Saturday, November 17, 2007

Google's link search behavior and a Firefox request

It's annoying to have so many text entry fields at the top of a browser. There's one for a URL (which may act as a search field), one for search (which may allow specification of the search engine) and one embedded in the Google or WL toolbar (the latter can be set to search Google.

It's no wonder users get confused:
Google Tries to Fix Broken Links

....So people type URLs in the search box. Google changed the way it treats those queries last year: instead of showing information about a URL, it returns standard search results and the top result should be the page that corresponds to your query. This is a great way to avoid typosquatting sites, like flicker.com or twiter.com.

But what happens when Google doesn't find a page from a site included in the index? Until recently, it returned the standard 'Your search did not match any documents.' Now it returns more helpful information: results from websites with similar addresses, suggestions for queries and a way to identify the page by restricting the search to the domain/subdomain from my initial query.
This is a great improvement that should be emulated. It's one more step in the "brute force" approach to broken links.
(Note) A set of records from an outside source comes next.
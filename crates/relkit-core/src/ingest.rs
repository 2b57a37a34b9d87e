//! # Ingest Facade
//!
//! One entry point over every artifact decoder, sharing a single
//! configuration and one compiled language table.

use serde::{Deserialize, Serialize};
use tracing::debug;

use crate::bbcode::{extract_specs_with, BBCodeExtractor, BBCodeRenderer, SpecEntry};
use crate::error::Result;
use crate::language::{LanguageFlag, LanguageNormalizer};
use crate::mediainfo::{MediaInfoParser, MediaInfoStructured, SummaryConfig, SummaryHeuristic};
use crate::torrent::{TorrentDecoder, TorrentEntry};

/// Configuration for the [`Ingestor`].
#[derive(Debug, Clone, Default, PartialEq, Eq, Serialize, Deserialize)]
pub struct IngestConfig {
    /// Summary line settings.
    pub summary: SummaryConfig,
}

impl IngestConfig {
    /// Create a new configuration with default settings.
    pub fn new() -> Self {
        Self::default()
    }

    /// Replace the summary settings.
    pub fn with_summary(mut self, summary: SummaryConfig) -> Self {
        self.summary = summary;
        self
    }

    /// Set the separator between summary segments.
    pub fn with_separator(mut self, separator: impl Into<String>) -> Self {
        self.summary = self.summary.with_separator(separator);
        self
    }

    /// Set how many distinct audio descriptors the summary keeps.
    pub fn with_max_audio_descriptors(mut self, max: usize) -> Self {
        self.summary = self.summary.with_max_audio_descriptors(max);
        self
    }

    /// # Errors
    ///
    /// Returns `RelkitError::InvalidConfig` if any nested setting is unusable.
    pub fn validate(&self) -> Result<()> {
        self.summary.validate()
    }
}

/// Everything derived from one MediaInfo report.
#[derive(Debug, Clone, PartialEq, Eq, Serialize, Deserialize)]
pub struct MediaReport {
    pub structured: MediaInfoStructured,
    /// One-line description; empty when nothing was recognized.
    pub summary: String,
    /// Unique audio languages in stream order.
    pub audio_languages: Vec<LanguageFlag>,
    /// Unique subtitle languages in stream order.
    pub subtitle_languages: Vec<LanguageFlag>,
}

/// Facade bundling the BBCode, MediaInfo, language and torrent components.
#[derive(Debug, Clone)]
pub struct Ingestor {
    config: IngestConfig,
    extractor: BBCodeExtractor,
    renderer: BBCodeRenderer,
    mediainfo: MediaInfoParser,
    summary: SummaryHeuristic,
    languages: LanguageNormalizer,
    torrent: TorrentDecoder,
}

impl Ingestor {
    /// Create an ingestor with the given configuration.
    ///
    /// # Errors
    ///
    /// Fails when the configuration is invalid or a static pattern does not
    /// compile.
    pub fn new(config: IngestConfig) -> Result<Self> {
        config.validate()?;
        let languages = LanguageNormalizer::new()?;
        let summary = SummaryHeuristic::with_normalizer(config.summary.clone(), languages.clone())?;

        Ok(Self {
            config,
            extractor: BBCodeExtractor::new(),
            renderer: BBCodeRenderer::new(),
            mediainfo: MediaInfoParser::new(),
            summary,
            languages,
            torrent: TorrentDecoder::new(),
        })
    }

    /// Create an ingestor with default configuration.
    pub fn with_defaults() -> Result<Self> {
        Self::new(IngestConfig::default())
    }

    /// Extract and render the outermost spec blocks of a release post.
    pub fn specs(&self, post: &str) -> Vec<SpecEntry> {
        extract_specs_with(&self.extractor, &self.renderer, post)
    }

    /// Parse a MediaInfo report and derive its summary and language flags.
    ///
    /// # Examples
    /// ```
    /// use relkit_core::ingest::Ingestor;
    ///
    /// let ingestor = Ingestor::with_defaults().unwrap();
    /// let report = ingestor.mediainfo(
    ///     "Video\nFormat : AVC\nHeight : 1 080 pixels\n\nText\nLanguage : English\n",
    /// );
    /// assert_eq!(report.summary, "AVC 1080p | Subs: 1 (English)");
    /// assert_eq!(report.subtitle_languages[0].language, "english");
    /// ```
    pub fn mediainfo(&self, report: &str) -> MediaReport {
        let parsed = self.mediainfo.parse(report);
        let structured = MediaInfoStructured::from_parsed(&parsed);
        let summary = self.summary.summarize(&structured);

        let audio_languages = self
            .languages
            .unique_flags(structured.audio.iter().filter_map(|a| a.language.as_deref()));
        let subtitle_languages = self
            .languages
            .unique_flags(structured.text.iter().filter_map(|t| t.language.as_deref()));

        debug!(
            sections = parsed.section_count(),
            audio = structured.audio.len(),
            text = structured.text.len(),
            "mediainfo report ingested"
        );

        MediaReport {
            structured,
            summary,
            audio_languages,
            subtitle_languages,
        }
    }

    /// Decode a `.torrent` file.
    ///
    /// # Errors
    ///
    /// Propagates bencode and torrent layout errors.
    pub fn torrent(&self, data: &[u8]) -> Result<TorrentEntry> {
        self.torrent.decode(data)
    }

    /// Unique language flags for curator-supplied labels.
    pub fn flags<I, S>(&self, labels: I) -> Vec<LanguageFlag>
    where
        I: IntoIterator<Item = S>,
        S: AsRef<str>,
    {
        self.languages.unique_flags(labels)
    }

    /// Get the ingestor configuration.
    pub fn config(&self) -> &IngestConfig {
        &self.config
    }
}

/// Convenience function to ingest a MediaInfo report with default settings.
pub fn ingest_mediainfo(report: &str) -> Result<MediaReport> {
    let ingestor = Ingestor::with_defaults()?;
    Ok(ingestor.mediainfo(report))
}

/// Convenience function to produce unique flags with default settings.
pub fn language_flags<I, S>(labels: I) -> Result<Vec<LanguageFlag>>
where
    I: IntoIterator<Item = S>,
    S: AsRef<str>,
{
    Ok(LanguageNormalizer::new()?.unique_flags(labels))
}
We're stuck with "brute force" because the web never evolved a true directory service.

Now I'd like Google (or Firefox) to add an option such that when the URL matches a well ranked site then we just go to the site. We'd only see search results when the URL was off, that would be the current behavior.

This might have to be an advanced option since the variant behavior would be confusing, but it would let me live with a single top text field. One that also needs to mapped to command-L (OS X) or Ctrl-L (Win).